New Pharmacy Breed Offers Special Attention, Drawbacks to Patients

Publication
Article
CUREFall 2008
Volume 7
Issue 3

Specialty pharmacies have been a health care staple for years.

Specialty pharmacies have been a health care staple for years. These drug outlets distribute high-cost medications, those requiring special handling, and other drugs whose requirements often fall outside the capability of typical retail pharmacies.

Specialty pharmacies began as private, mainly mail-order companies, and many national drugstore chains now include their own specialty component. But only recently have specialty pharmacies become integrated into cancer care. A recent Drug Trend Report released by Express Scripts, a pharmacy benefits manager, estimated that so-called specialty drugs for illnesses including cancer, multiple sclerosis, and HIV will comprise 26 percent of drug spending by 2010.

The rise of specialty pharmacies in cancer care is directly related to the heightened availability of at-home treatments. The Food and Drug Administration has approved oral cancer drugs for more than 40 indications (includes drugs approved for more than one indication), and many of those approvals occurred in the past decade. Up to 35 percent of cancer drugs in development are for oral formulations, according to experts, while self-injectable medications are also increasingly common.

Insurance providers are attracted to specialty pharmacies because they offer helpful services for patients taking therapies at home, and, because these companies have fewer overhead expenses since most are mail-order, their prescriptions often cost less for the insurer. (Some specialty pharmacies have physical locations in large cities, while others ship medications directly to patients’ homes.)

But like the drugs they sell, specialty pharmacies come with their own profile of benefits and side effects. Awareness of these has become a necessity for patients.

Employing a program called medication therapy management, or MTM, specialty pharmacies act as surrogate health care professionals. “[MTM is] a proactive intervention program with the patient,” explains David Reese, vice president of OncologyRX Care Advantage, a specialty pharmacy launched by US Oncology, a health care services network. “We are trying to mimic what has been occurring in the physician’s office.”

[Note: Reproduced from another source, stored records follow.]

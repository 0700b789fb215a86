//! hello-dispatch: a thread-pool TCP listener
//!
//! One acceptor thread accepts connections and queues them in a bounded
//! hand-off queue. A fixed pool of worker threads takes them off the queue
//! and answers each with a fixed HTTP/1.0 "Hello, World!" reply.
//!
//! Features:
//! - Backpressure from the queue all the way to the kernel accept backlog
//! - Workers that survive any per-connection I/O failure
//! - Configuration via a properties file (packaged default or `--config`)

mod cancel;
mod config;
mod connection;
mod handler;
mod protocol;
mod queue;
mod server;
#[cfg(test)]
mod testing;
mod worker;

use config::Config;
use server::Server;
use tracing::info;
use tracing_subscriber::EnvFilter;

fn main() -> Result<(), Box<dyn std::error::Error>> {
    // Load configuration
    let config = Config::load()?;

    // Initialize logging
    let filter =
        EnvFilter::try_from_default_env().unwrap_or_else(|_| EnvFilter::new(&config.log_level));

    tracing_subscriber::fmt()
        .with_env_filter(filter)
        .with_target(false)
        .init();

    info!(
        port = config.listener.port,
        backlog = config.listener.backlog,
        threads = config.listener.threads,
        "Starting hello-dispatch"
    );

    let server = Server::start(config.listener)?;
    if let Some(addr) = server.local_addr() {
        info!(addr = %addr, "Serving");
    }
    server.join();

    Ok(())
}
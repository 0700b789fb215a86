//! Accepted client connections.
//!
//! Workers only need a byte stream plus a way to ask how many bytes are
//! already waiting, so the exchange is written against this trait instead
//! of `TcpStream` directly.

use std::io::{self, Read, Write};
use std::net::{SocketAddr, TcpStream};
use std::os::unix::io::AsRawFd;

/// An open bidirectional byte stream handed from the acceptor to a worker.
///
/// Dropping the value closes the connection.
pub trait Connection: Read + Write {
    /// Bytes that can be read right now without blocking.
    fn available(&self) -> io::Result<usize>;

    /// Remote endpoint, used only to identify the connection in logs.
    fn peer_addr(&self) -> Option<SocketAddr> {
        None
    }
}

impl Connection for TcpStream {
    fn available(&self) -> io::Result<usize> {
        let mut pending: libc::c_int = 0;
        // SAFETY: FIONREAD writes a single c_int into `pending` for a valid socket fd.
        let rc = unsafe {
            libc::ioctl(
                self.as_raw_fd(),
                libc::FIONREAD,
                &mut pending as *mut libc::c_int,
            )
        };
        if rc == -1 {
            return Err(io::Error::last_os_error());
        }
        Ok(pending.max(0) as usize)
    }

    fn peer_addr(&self) -> Option<SocketAddr> {
        TcpStream::peer_addr(self).ok()
    }
}
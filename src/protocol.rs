//! Fixed HTTP/1.0 greeting written to every accepted connection.
//!
//! The request is never parsed; every connection gets the same reply:
//!
//! ```text
//! HTTP/1.0 200 OK
//! Content-Type: text/plain
//! Date: 2024-01-31
//! Content-length: 13
//!
//! Hello, World!
//! ```
//!
//! Lines end with the platform line ending rather than CRLF. Clients that
//! insist on strict HTTP framing may reject the reply.

use bytes::BytesMut;
use chrono::{Local, NaiveDate};

/// Status line of the reply
pub const STATUS_LINE: &str = "HTTP/1.0 200 OK";

/// Media type of the body
pub const CONTENT_TYPE: &str = "text/plain";

/// Reply body
pub const BODY: &str = "Hello, World!";

#[cfg(windows)]
pub const LINE_ENDING: &str = "\r\n";

#[cfg(not(windows))]
pub const LINE_ENDING: &str = "\n";

/// Response generator for the greeting
pub struct Response;

impl Response {
    /// Render the greeting dated with today's local date.
    pub fn hello_world_now() -> BytesMut {
        Self::hello_world(Local::now().date_naive())
    }

    /// Render the greeting with an explicit `Date` header value.
    pub fn hello_world(date: NaiveDate) -> BytesMut {
        let mut response = BytesMut::with_capacity(128);

        Self::line(&mut response, STATUS_LINE);
        Self::line(&mut response, &format!("Content-Type: {CONTENT_TYPE}"));
        Self::line(&mut response, &format!("Date: {}", date.format("%Y-%m-%d")));
        Self::line(&mut response, &format!("Content-length: {}", BODY.len()));
        Self::line(&mut response, "");
        Self::line(&mut response, BODY);

        response
    }

    fn line(response: &mut BytesMut, text: &str) {
        response.extend_from_slice(text.as_bytes());
        response.extend_from_slice(LINE_ENDING.as_bytes());
    }
}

With MTM programs, oncology nurses and pharmacists educate patients about how to take the drug and what side effects to expect, call patients weekly for the first month or two of treatment, and operate a 24-hour telephone hotline. Also, they will alert the doctor at the first sign of a severe toxicity.

Patients also receive phone calls a week before the current bottle of pills is due to finish to ensure timely refills, and the next prescription is delivered to the patient’s doorstep. In addition, specialty pharmacies can often help patients secure co-pay or other financial assistance.

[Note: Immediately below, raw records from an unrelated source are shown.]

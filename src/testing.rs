//! In-memory connections for exercising workers without sockets.

use crate::connection::Connection;
use std::io::{self, Cursor, Read, Write};
use std::sync::atomic::{AtomicBool, Ordering};
use std::sync::{Arc, Mutex};

/// Where a [`MockConnection`] should fail.
#[derive(Debug, Clone, Copy, PartialEq, Eq)]
pub enum Fault {
    None,
    Available,
    Read,
    Write,
}

/// Handle kept by the test to inspect a connection after a worker dropped it.
#[derive(Debug, Clone, Default)]
pub struct Probe {
    written: Arc<Mutex<Vec<u8>>>,
    closed: Arc<AtomicBool>,
}

impl Probe {
    pub fn written(&self) -> Vec<u8> {
        self.written.lock().unwrap().clone()
    }

    pub fn written_text(&self) -> String {
        String::from_utf8(self.written()).unwrap()
    }

    pub fn is_closed(&self) -> bool {
        self.closed.load(Ordering::SeqCst)
    }
}

#[derive(Debug)]
pub struct MockConnection {
    input: Cursor<Vec<u8>>,
    fault: Fault,
    probe: Probe,
}

impl MockConnection {
    pub fn new(input: &[u8], fault: Fault) -> (Self, Probe) {
        let probe = Probe::default();
        let conn = Self {
            input: Cursor::new(input.to_vec()),
            fault,
            probe: probe.clone(),
        };
        (conn, probe)
    }
}

fn broken(op: &str) -> io::Error {
    io::Error::new(io::ErrorKind::ConnectionReset, format!("{op} failed"))
}

impl Read for MockConnection {
    fn read(&mut self, buf: &mut [u8]) -> io::Result<usize> {
        if self.fault == Fault::Read {
            return Err(broken("read"));
        }
        self.input.read(buf)
    }
}

impl Write for MockConnection {
    fn write(&mut self, buf: &[u8]) -> io::Result<usize> {
        if self.fault == Fault::Write {
            return Err(broken("write"));
        }
        self.probe.written.lock().unwrap().extend_from_slice(buf);
        Ok(buf.len())
    }

    fn flush(&mut self) -> io::Result<()> {
        Ok(())
    }
}

impl Connection for MockConnection {
    fn available(&self) -> io::Result<usize> {
        if self.fault == Fault::Available {
            return Err(broken("available"));
        }
        Ok(self.input.get_ref().len() - self.input.position() as usize)
    }
}

impl Drop for MockConnection {
    fn drop(&mut self) {
        self.probe.closed.store(true, Ordering::SeqCst);
    }
}
//! Configuration module for hello-dispatch.
//!
//! Listener settings come from a Java-style properties document. The
//! packaged `app.properties` is compiled into the binary and used unless a
//! different file is named on the command line.

use clap::Parser;
use java_properties::PropertiesError;
use std::collections::HashMap;
use std::fs::File;
use std::io::Read;
use std::path::{Path, PathBuf};

/// Properties shipped with the binary.
const PACKAGED_PROPERTIES: &str = include_str!("../resources/app.properties");

/// Command-line arguments for the listener
#[derive(Parser, Debug)]
#[command(name = "hello-dispatch")]
#[command(author = "hello-dispatch authors")]
#[command(version = "0.1.0")]
#[command(about = "A thread-pool TCP listener with a fixed greeting", long_about = None)]
pub struct CliArgs {
    /// Path to a properties file (defaults to the packaged app.properties)
    #[arg(short, long)]
    pub config: Option<PathBuf>,

    /// Log level (trace, debug, info, warn, error)
    #[arg(long, default_value = "info")]
    pub log_level: String,
}

/// Key/value store parsed from a properties document.
#[derive(Debug, Clone, Default)]
pub struct AppConfig {
    properties: HashMap<String, String>,
}

impl AppConfig {
    /// Load the properties file at `path`, or the packaged defaults.
    pub fn load(path: Option<&Path>) -> Result<Self, ConfigError> {
        match path {
            Some(path) => {
                let file =
                    File::open(path).map_err(|e| ConfigError::FileRead(path.to_path_buf(), e))?;
                Self::from_reader(file)
            }
            None => Self::parse(PACKAGED_PROPERTIES),
        }
    }

    /// Read a whole properties document from `reader`.
    pub fn from_reader<R: Read>(reader: R) -> Result<Self, ConfigError> {
        let properties = java_properties::read(reader).map_err(ConfigError::Parse)?;
        Ok(Self { properties })
    }

    /// Parse a properties document held in memory.
    pub fn parse(input: &str) -> Result<Self, ConfigError> {
        Self::from_reader(input.as_bytes())
    }

    /// Raw string value of `key`.
    pub fn property(&self, key: &str) -> Result<&str, ConfigError> {
        self.properties
            .get(key)
            .map(String::as_str)
            .ok_or_else(|| ConfigError::Missing(key.to_string()))
    }

    /// Value of `key` parsed as a base-10 32-bit integer.
    pub fn property_int(&self, key: &str) -> Result<i32, ConfigError> {
        self.property(key)?
            .parse()
            .map_err(|_| ConfigError::NotInteger(key.to_string()))
    }
}

/// Settings for the acceptor and the worker pool.
#[derive(Debug, Clone, Copy, PartialEq, Eq)]
pub struct ListenerConfig {
    /// TCP port to listen on
    pub port: u16,
    /// OS accept backlog and hand-off queue capacity
    pub backlog: usize,
    /// Number of worker threads
    pub threads: usize,
}

impl ListenerConfig {
    /// Read `port`, `backlog` and `threads` from `app`.
    pub fn from_app_config(app: &AppConfig) -> Result<Self, ConfigError> {
        let port = app.property_int("port")?;
        let port = u16::try_from(port).map_err(|_| ConfigError::OutOfRange {
            key: "port".to_string(),
            value: port,
        })?;

        Ok(ListenerConfig {
            port,
            backlog: positive(app, "backlog")?,
            threads: positive(app, "threads")?,
        })
    }
}

fn positive(app: &AppConfig, key: &str) -> Result<usize, ConfigError> {
    let value = app.property_int(key)?;
    match usize::try_from(value) {
        Ok(n) if n > 0 => Ok(n),
        _ => Err(ConfigError::OutOfRange {
            key: key.to_string(),
            value,
        }),
    }
}

/// Final resolved configuration
#[derive(Debug, Clone)]
pub struct Config {
    pub listener: ListenerConfig,
    pub log_level: String,
}

impl Config {
    /// Load configuration from CLI args and the selected properties file.
    pub fn load() -> Result<Self, ConfigError> {
        let cli = CliArgs::parse();
        let app = AppConfig::load(cli.config.as_deref())?;

        Ok(Config {
            listener: ListenerConfig::from_app_config(&app)?,
            log_level: cli.log_level,
        })
    }
}

/// Configuration loading errors
#[derive(Debug)]
pub enum ConfigError {
    FileRead(PathBuf, std::io::Error),
    Parse(PropertiesError),
    Missing(String),
    NotInteger(String),
    OutOfRange { key: String, value: i32 },
}

impl std::fmt::Display for ConfigError {
    fn fmt(&self, f: &mut std::fmt::Formatter<'_>) -> std::fmt::Result {
        match self {
            ConfigError::FileRead(path, e) => {
                write!(f, "Failed to read config file '{}': {}", path.display(), e)
            }
            ConfigError::Parse(e) => write!(f, "Failed to parse properties: {e}"),
            ConfigError::Missing(key) => write!(f, "Property {key} doesn't exist"),
            ConfigError::NotInteger(key) => write!(f, "Property {key} is not an integer"),
            ConfigError::OutOfRange { key, value } => {
                write!(f, "Property {key} has unusable value {value}")
            }
        }
    }
}

impl std::error::Error for ConfigError {}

But the use of specialty pharmacies in cancer care can be fraught with problems. Delays at the start of treatment are common because insurers may require patients to fill prescriptions through a specialty pharmacy, eliminating conventional retail outlets from the treatment equation altogether. That requirement is not always clear at the outset of treatment, so patients should ask their insurance provider if using a specialty pharmacy is part of their plan.

Patients and doctors often don’t know if a specialty pharmacy will be required by the patient’s insurance company, says Joseph Muscato, MD, an oncologist with Missouri Cancer Associates who has dealt extensively with specialty pharmacies. But obtaining the necessary prior authorization and then waiting for the medicine to be shipped can delay initial treatments for up to a week, Muscato notes.

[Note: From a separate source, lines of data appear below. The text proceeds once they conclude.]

use crate::util::{max_index_by_key, min_index_by_key, partition};
use ortho_geom::{Coord, Point, Vector2};

/// A general polygon stored as an origin plus the displacement of every
/// further vertex from that origin.
#[derive(Clone, Debug, PartialEq, Eq)]
#[cfg_attr(feature = "serialization", derive(Serialize, Deserialize))]
pub struct Polygon<T> {
    origin: Point<T, T>,
    vecs: Vec<Vector2<T>>,
}

impl<T: Coord> Polygon<T> {
    /// Builds a polygon from its vertex sequence. The first vertex
    /// becomes the origin.
    pub fn from_points(pointset: &[Point<T, T>]) -> Self {
        let origin = pointset[0];
        let vecs = pointset[1..].iter().map(|p| *p - origin).collect();
        Polygon { origin, vecs }
    }

    /// Number of vertices.
    pub fn len(&self) -> usize {
        self.vecs.len() + 1
    }

    pub fn is_empty(&self) -> bool {
        false
    }

    /// Translate the polygon.
    pub fn translate(&mut self, v: Vector2<T>) {
        self.origin += v;
    }

    /// Twice the signed area, by the shoelace formula over the
    /// displacement vectors. Positive for counter-clockwise vertex
    /// order under the y-up convention.
    pub fn signed_area_x2(&self) -> T {
        let vs = &self.vecs;
        let n = vs.len();
        debug_assert!(n >= 2);
        let mut res = vs[0].x * vs[1].y - vs[n - 1].x * vs[n - 2].y;
        for i in 1..n - 1 {
            res += vs[i].x * (vs[i + 1].y - vs[i - 1].y);
        }
        res
    }
}

/// Reorders `points` in place into a monotone polygon with respect to
/// the direction encoded by `key`.
///
/// The extreme points under `key` split the set in two by the side of
/// the connecting line each point falls on; both chains are sorted
/// along the direction and the far chain reversed, which closes the
/// polygon.
pub fn create_mono_polygon<T: Coord, K: Ord>(
    points: &mut [Point<T, T>],
    key: impl Fn(&Point<T, T>) -> K,
) {
    debug_assert!(!points.is_empty());

    let min_pt = points[min_index_by_key(points, &key)];
    let max_pt = points[max_index_by_key(points, &key)];
    let d = max_pt - min_pt;

    let middle = partition(points, |a| d.cross(*a - min_pt) <= T::zero());
    points[..middle].sort_by_key(|p| key(p));
    points[middle..].sort_by_key(|p| key(p));
    points[middle..].reverse();
}

/// Monotone polygon along the x direction.
pub fn create_xmono_polygon<T: Coord>(points: &mut [Point<T, T>]) {
    create_mono_polygon(points, |p| (p.x, p.y));
}

/// Monotone polygon along the y direction.
pub fn create_ymono_polygon<T: Coord>(points: &mut [Point<T, T>]) {
    create_mono_polygon(points, |p| (p.y, p.x));
}

/// Crossing-number point-in-polygon test with integer arithmetic.
///
/// Strictly interior points test true and strictly exterior points
/// false. Points exactly on an edge get a consistent but unspecified
/// answer, so a partition of the plane into polygons assigns each
/// boundary point to exactly one of them.
pub fn point_in_polygon<T: Coord>(pointset: &[Point<T, T>], q: &Point<T, T>) -> bool {
    let mut res = false;
    let mut p0 = *pointset.last().unwrap();
    for &p1 in pointset {
        if (p1.y <= q.y && q.y < p0.y) || (p0.y <= q.y && q.y < p1.y) {
            let det = (*q - p0).cross(p1 - p0);
            if p1.y > p0.y {
                if det < T::zero() {
                    res = !res;
                }
            } else if det > T::zero() {
                res = !res;
            }
        }
        p0 = p1;
    }
    res
}

/// Orientation test: the turn at the lexicographically smallest vertex
/// decides the winding of the whole polygon.
pub fn polygon_is_clockwise<T: Coord>(pointset: &[Point<T, T>]) -> bool {
    let n = pointset.len();
    let i1 = min_index_by_key(pointset, |p| (p.x, p.y));
    let i0 = (i1 + n - 1) % n;
    let i2 = (i1 + 1) % n;
    let turn = (pointset[i1] - pointset[i0]).cross(pointset[i2] - pointset[i1]);
    turn < T::zero()
}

Specialty outlets sometimes require patients to receive up to 90 days’ worth of a drug at once. But cancer treatment regimens can undergo frequent changes, possibly resulting in wasted pills, hours on the phone to have alterations approved and processed, and unexpected delays in the next cycle of treatment.

Plus, delivering drugs by mail is risky. Muscato recalls one patient whose kidney cancer started progressing unexpectedly. After some investigation, her medication, which required cool storage, had gone bad in the summer heat, having been left on the porch in her absence.

Reese says OncologyRx Care Advantage requires a signature for all prescription deliveries. As for the delays, many of these are “a factor of the system,” he says, part of the unavoidable health care system red tape. Seeking financial assistance can also delay the process, says Reese.

With oral drugs on the rise, specialty pharmacies are an increasing presence in cancer care. Learning the ups and downs of this change is essential to avoid the pitfalls and find benefit from useful services.